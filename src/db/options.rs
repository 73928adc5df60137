use serde::Deserialize;
use typed_builder::TypedBuilder;

use crate::concern::{ReadConcern, WriteConcern};

/// These are the valid options for creating a [`Database`](crate::Database) with
/// [`Client::database_with_options`](crate::Client::database_with_options).
#[derive(Clone, Debug, Default, Deserialize, TypedBuilder)]
#[builder(field_defaults(default, setter(into)))]
#[non_exhaustive]
pub struct DatabaseOptions {
    /// The default read concern for operations.
    pub read_concern: Option<ReadConcern>,

    /// The default write concern for operations.
    pub write_concern: Option<WriteConcern>,
}

/// Specifies the options to a
/// [`Database::list_collections`](crate::Database::list_collections) operation.
#[derive(Clone, Debug, Default, Deserialize, TypedBuilder)]
#[builder(field_defaults(default, setter(into)))]
#[serde(rename_all = "camelCase")]
#[non_exhaustive]
pub struct ListCollectionsOptions {
    /// The number of documents the server should return per cursor batch.
    pub batch_size: Option<u32>,

    /// Only return the names and types of the collections. Ignored when the filter selects on
    /// anything other than `name`.
    pub name_only: Option<bool>,
}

- - - - - - -

*Work request:* Retype the lines of the material from the one containing "per cursor batch." through the last line, exactly, and give no other lines.

*Exercise response:*
    /// The number of documents the server should return per cursor batch.
    pub batch_size: Option<u32>,

    /// Only return the names and types of the collections. Ignored when the filter selects on
    /// anything other than `name`.
    pub name_only: Option<bool>,
}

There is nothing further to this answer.